Las emociones surgen inesperadamente pero hay lugares que las propician. Al que hoy me refiero es propenso en muy singulares impresiones, conmovedoras y extraordinarias. Los sensibles términos del relato, dentro de su sencilla expresión, conmocionaron tanto a quien lo contaba como a quienes le escuchábamos intensamente asombrados. Fue hace unos días en una de estas mañanas frescas de agosto en que en compañía de unos entrañables amigos nos habíamos dirigido desde Mazagón a El Rocío. Nos disponíamos a entrar en la Basílica de la Patrona de los almonteños, cuando se produjo un casual encuentro en las mismas puertas del templo con un afectuoso conocido de nuestros compañeros de viaje. En el curso de la conversación nuestro interlocutor nos habló de su reciente estancia en Mazagón adonde había ido para ver los estragos del incendio ocurrido el pasado 24 de junio, que arrasó una amplia superficie de masa forestal (8.500 hectáreas) desde Las Peñuelas, donde se inició el siniestro, hasta una buena parte del entorno del Parque Natural de Doñana.

Nuestro hombre se dirigió al Poblado Forestal cercano al Parador de Mazagón en la carretera a Matalascañas para saber cómo le había ido a un viejo amigo suyo. Este enclave como los de Bodegones, Cabezudos, El Abalario, La Mediana y algún otro es el mejor conservado de todos ellos, pese a su evidente abandono y deterioro. Estas edificaciones se construyeron en los años 40 y 50 para avecindar a los miles de jornaleros dedicados a la reforestación de todo este territorio. Los continuos intentos de conservación han sido inútiles. El de Mazagón estuvo a punto de ser pasto de las llamas en las funestas jornadas del incendio de Moguer.

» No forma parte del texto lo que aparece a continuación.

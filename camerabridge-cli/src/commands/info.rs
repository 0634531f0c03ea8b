//! Info command - check the system for everything the bridge needs

use anyhow::Result;
use camerabridge_core::env::detect;
use camerabridge_core::ipc::daemon_running;

use super::GlobalArgs;

/// Show system information
pub async fn info(global: &GlobalArgs) -> Result<u8> {
    let config = global.load_config()?;
    let report = detect(&config.tools);

    println!("camerabridge - System Information\n");

    let ok = |present: bool| if present { "[OK]" } else { "[!!]" };

    println!("Virtual Device:");
    println!("  {} v4l2loopback module loaded", ok(report.loopback_module));
    match &report.loopback_ctl {
        Some(path) => println!("  [OK] {}", path.display()),
        None => println!("  [!!] {} not found", config.tools.loopback_ctl),
    }
    println!();

    println!("Capture Pipeline:");
    match &report.gst_launch {
        Some(path) => println!("  [OK] {}", path.display()),
        None => println!("  [!!] {} not found", config.tools.gst_launch),
    }
    println!(
        "  {} source element {}",
        ok(report.source_element_installed),
        report.source_element
    );
    println!();

    println!("Session:");
    println!("  Desktop:     {}", report.desktop);
    println!(
        "  {} session bus{}",
        ok(report.session_bus.is_some()),
        report
            .session_bus
            .as_deref()
            .map(|addr| format!(" ({})", addr))
            .unwrap_or_default()
    );
    let socket = global.socket_path();
    let running = daemon_running(&socket).await;
    println!(
        "  Daemon:      {} ({})",
        if running { "running" } else { "not running" },
        socket.display()
    );
    println!();

    println!("Capture Devices:");
    if report.capture_devices.is_empty() {
        println!("  (none)");
    }
    for device in &report.capture_devices {
        println!(
            "  /dev/video{:<3} {:<32} {}",
            device.index,
            device.label,
            if device.is_virtual { "virtual" } else { "physical" }
        );
    }
    if let Some(device) = report.physical_device_at(config.device.index) {
        println!();
        println!(
            "  [!!] Configured index {} is used by physical device \"{}\"; choose another index",
            config.device.index, device.label
        );
    }

    let problems = report.problems();
    println!();
    if problems.is_empty() {
        println!("Everything needed is in place.");
    } else {
        println!("Problems:");
        for problem in &problems {
            println!("  - {}", problem);
        }
    }

    Ok(0)
}
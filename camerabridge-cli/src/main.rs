//! camerabridge CLI
//!
//! Keeps a laptop camera available on a stable virtual capture device.
//!
//! # Usage
//!
//! ```bash
//! # Run the bridge daemon and enable the camera right away
//! camerabridge run --enable
//!
//! # Control a running daemon
//! camerabridge toggle
//! camerabridge set-resolution 1920 1080
//! camerabridge status --json
//! ```

mod commands;

use anyhow::Result;
use camerabridge_core::BridgeError;
use camerabridge_core::error::EXIT_INVALID_CONFIG;
use clap::{Parser, Subcommand};
use std::path::PathBuf;
use std::process::ExitCode;
use tracing::Level;
use tracing_subscriber::EnvFilter;

use commands::GlobalArgs;

/// camerabridge - virtual camera bridge for vendor camera pipelines
#[derive(Parser)]
#[command(name = "camerabridge")]
#[command(version)]
#[command(about = "Keeps a laptop camera available on a stable virtual capture device", long_about = None)]
#[command(propagate_version = true)]
struct Cli {
    /// Enable verbose logging
    #[arg(short, long, action = clap::ArgAction::Count, global = true)]
    verbose: u8,

    /// Configuration file
    #[arg(short, long, global = true)]
    config: Option<PathBuf>,

    /// Control socket of the daemon
    #[arg(long, global = true)]
    socket: Option<PathBuf>,

    /// Subcommand to run
    #[command(subcommand)]
    command: Commands,
}

#[derive(Subcommand)]
enum Commands {
    /// Run the bridge daemon
    Run(commands::RunArgs),

    /// Start the camera bridge
    #[command(alias = "on")]
    Enable,

    /// Stop the camera bridge
    #[command(alias = "off")]
    Disable,

    /// Enable the bridge if it is off, disable it otherwise
    Toggle,

    /// Show bridge status
    Status(commands::StatusArgs),

    /// Restart the pipeline at another resolution
    SetResolution(commands::ResolutionArgs),

    /// Manage the configuration file
    Config(commands::ConfigArgs),

    /// Check the system for everything the bridge needs
    Info,

    /// Print a systemd user unit for the daemon
    Unit,
}

#[tokio::main]
async fn main() -> ExitCode {
    let cli = Cli::parse();

    // Set up logging based on verbosity
    let level = match cli.verbose {
        0 => Level::WARN,
        1 => Level::INFO,
        2 => Level::DEBUG,
        _ => Level::TRACE,
    };

    let mut filter = EnvFilter::from_default_env();
    for target in ["camerabridge", "camerabridge_core"] {
        if let Ok(directive) = format!("{}={}", target, level).parse() {
            filter = filter.add_directive(directive);
        }
    }
    tracing_subscriber::fmt()
        .with_env_filter(filter)
        .with_target(false)
        .init();

    let global = GlobalArgs {
        config: cli.config,
        socket: cli.socket,
    };

    match run(cli.command, &global).await {
        Ok(code) => ExitCode::from(code),
        Err(err) => {
            eprintln!("Error: {:#}", err);
            let bridge_error = err.chain().find_map(|e| e.downcast_ref::<BridgeError>());
            if let Some(hint) = bridge_error.and_then(|e| e.user_hint()) {
                eprintln!("Hint: {}", hint);
            }
            ExitCode::from(bridge_error.map_or(EXIT_INVALID_CONFIG, |e| e.exit_code()))
        }
    }
}

async fn run(command: Commands, global: &GlobalArgs) -> Result<u8> {
    match command {
        Commands::Run(args) => commands::run(args, global).await,
        Commands::Enable => commands::enable(global).await,
        Commands::Disable => commands::disable(global).await,
        Commands::Toggle => commands::toggle(global).await,
        Commands::Status(args) => commands::status(args, global).await,
        Commands::SetResolution(args) => commands::set_resolution(args, global).await,
        Commands::Config(args) => commands::config(args, global),
        Commands::Info => commands::info(global).await,
        Commands::Unit => commands::unit(global),
    }
}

Según nos contaba nuestro interlocutor cuando los pocos habitantes del poblado tuvieron que abandonarlo amenazados por el fuego al otro lado de la carretera, su viejo amigo, volvió sobre sus pasos y se postró ante el azulejo de la Virgen del Rocío que con el de la Virgen del Carmen decoran la fachada de la capilla situada en uno de los ángulos de la pequeña plaza. De hinojos ante la imagen exclamó angustiado: "¡Madre mía! ¡En tus manos lo dejo!".

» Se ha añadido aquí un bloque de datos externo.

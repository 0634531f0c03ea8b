//! IPC server for daemon mode
//!
//! Listens on a Unix socket and relays control requests to the bridge.

use std::os::unix::fs::PermissionsExt;
use std::path::{Path, PathBuf};
use std::sync::Arc;
use tokio::io::{AsyncBufReadExt, AsyncWriteExt, BufReader};
use tokio::net::{UnixListener, UnixStream};
use tokio::sync::broadcast;
use tracing::{debug, error, info, warn};

use super::protocol::{IpcMessage, IpcResponse};
use crate::error::{BridgeError, EXIT_INVALID_CONFIG, Result};
use crate::service::BridgeService;

/// IPC server that handles client connections
pub struct IpcServer {
    /// Path to the Unix socket
    socket_path: PathBuf,
    /// Socket file permissions
    socket_mode: u32,
    /// Listener for incoming connections
    listener: Option<UnixListener>,
    /// Bridge being controlled
    service: Arc<BridgeService>,
    /// Shutdown signal sender
    shutdown_tx: broadcast::Sender<()>,
}

impl IpcServer {
    /// Create a new IPC server
    pub fn new(service: Arc<BridgeService>, socket_path: impl Into<PathBuf>, socket_mode: u32) -> Self {
        let (shutdown_tx, _) = broadcast::channel(1);
        Self {
            socket_path: socket_path.into(),
            socket_mode,
            listener: None,
            service,
            shutdown_tx,
        }
    }

    /// Socket path
    pub fn socket_path(&self) -> &Path {
        &self.socket_path
    }

    /// Start listening for connections
    pub async fn start(&mut self) -> Result<()> {
        if self.socket_path.exists() {
            if super::daemon_running(&self.socket_path).await {
                return Err(BridgeError::ipc(format!(
                    "Another daemon is already listening on {:?}",
                    self.socket_path
                )));
            }
            std::fs::remove_file(&self.socket_path)
                .map_err(|e| BridgeError::ipc(format!("Failed to remove stale socket: {}", e)))?;
        }

        if let Some(parent) = self.socket_path.parent() {
            if !parent.exists() {
                std::fs::create_dir_all(parent).map_err(|e| {
                    BridgeError::ipc(format!("Failed to create socket directory: {}", e))
                })?;
            }
        }

        let listener = UnixListener::bind(&self.socket_path).map_err(|e| {
            BridgeError::ipc(format!(
                "Failed to bind socket at {:?}: {}",
                self.socket_path, e
            ))
        })?;

        let permissions = std::fs::Permissions::from_mode(self.socket_mode);
        std::fs::set_permissions(&self.socket_path, permissions)
            .map_err(|e| BridgeError::ipc(format!("Failed to set socket permissions: {}", e)))?;

        info!("IPC server listening on {:?}", self.socket_path);
        self.listener = Some(listener);
        Ok(())
    }

    /// Get a receiver for shutdown requests
    pub fn shutdown_receiver(&self) -> broadcast::Receiver<()> {
        self.shutdown_tx.subscribe()
    }

    /// Accept one connection and serve it in the background
    pub async fn accept_one(&self) -> Result<()> {
        let listener = self
            .listener
            .as_ref()
            .ok_or_else(|| BridgeError::ipc("Server not started"))?;

        let stream = match listener.accept().await {
            Ok((stream, _addr)) => stream,
            Err(e) => {
                error!("Failed to accept connection: {}", e);
                return Ok(());
            }
        };

        debug!("IPC client connected");
        let service = self.service.clone();
        let shutdown_tx = self.shutdown_tx.clone();
        tokio::spawn(handle_connection(stream, service, shutdown_tx));
        Ok(())
    }

    /// Accept connections until a shutdown is requested
    pub async fn serve(&self) -> Result<()> {
        let mut shutdown = self.shutdown_receiver();
        loop {
            tokio::select! {
                result = self.accept_one() => result?,
                _ = shutdown.recv() => return Ok(()),
            }
        }
    }

    /// Clean up the socket file
    pub fn cleanup(&self) {
        if self.listener.is_none() || !self.socket_path.exists() {
            return;
        }
        if let Err(e) = std::fs::remove_file(&self.socket_path) {
            warn!("Failed to remove socket file: {}", e);
        } else {
            debug!("Removed socket file {:?}", self.socket_path);
        }
    }
}

impl Drop for IpcServer {
    fn drop(&mut self) {
        self.cleanup();
    }
}

async fn handle_connection(
    stream: UnixStream,
    service: Arc<BridgeService>,
    shutdown_tx: broadcast::Sender<()>,
) {
    let (reader, mut writer) = stream.into_split();
    let mut reader = BufReader::new(reader);
    let mut line = String::new();

    loop {
        line.clear();
        match reader.read_line(&mut line).await {
            Ok(0) => {
                debug!("IPC client disconnected");
                return;
            }
            Ok(_) => {
                let trimmed = line.trim();
                if trimmed.is_empty() {
                    continue;
                }

                let (response, should_stop) = match IpcMessage::from_bytes(trimmed.as_bytes()) {
                    Ok(msg) => handle_message(&service, msg).await,
                    Err(e) => {
                        warn!("Invalid IPC message: {}", e);
                        (
                            IpcResponse::error(EXIT_INVALID_CONFIG, format!("Invalid message: {}", e)),
                            false,
                        )
                    }
                };

                if let Err(e) = writer.write_all(&response.to_bytes()).await {
                    error!("Failed to send IPC response: {}", e);
                    return;
                }

                if should_stop {
                    let _ = shutdown_tx.send(());
                    return;
                }
            }
            Err(e) => {
                error!("Error reading from IPC client: {}", e);
                return;
            }
        }
    }
}

/// Handle an IPC message
///
/// Returns (response, should_stop)
async fn handle_message(service: &BridgeService, msg: IpcMessage) -> (IpcResponse, bool) {
    debug!("IPC request: {:?}", msg);
    let result = match msg {
        IpcMessage::Ping => return (IpcResponse::Pong, false),
        IpcMessage::Status => Ok(service.status()),
        IpcMessage::Enable => service.enable().await,
        IpcMessage::Disable => service.disable().await,
        IpcMessage::SetResolution { width, height } => service.set_resolution(width, height).await,
        IpcMessage::Shutdown => {
            info!("Received shutdown request via IPC");
            return (IpcResponse::Stopping, true);
        }
    };

    match result {
        Ok(status) => (IpcResponse::Status(status), false),
        Err(e) => {
            warn!("IPC request failed: {}", e);
            (IpcResponse::from(&e), false)
        }
    }
}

Y se fue presuroso siguiendo a sus vecinos que desalojaban despavoridos el caserío. La voracidad infernal de las llamas que en tan privilegiados parajes iban devastando pinos, sabinas, eucaliptos, alcornoques, acebuches, madroños, jaguarzos, matorrales de brezo, olivillas, tarajales, aulagas, bayuncos y dulcísimas camarinas, que había atravesado la carretera como una incandescente ola exterminadora, lanzó una lengua de fuego que alcanzó un breve montículo y un reducido entorno que separan la cuneta del poblado, oficiando a modo de trinchera cortafuegos. Y allí se detuvo dejando incólume el recinto poblacional. La negra huella del espacio carbonizado puede verse desde la calzada. Como nos lo contaron lo escribo.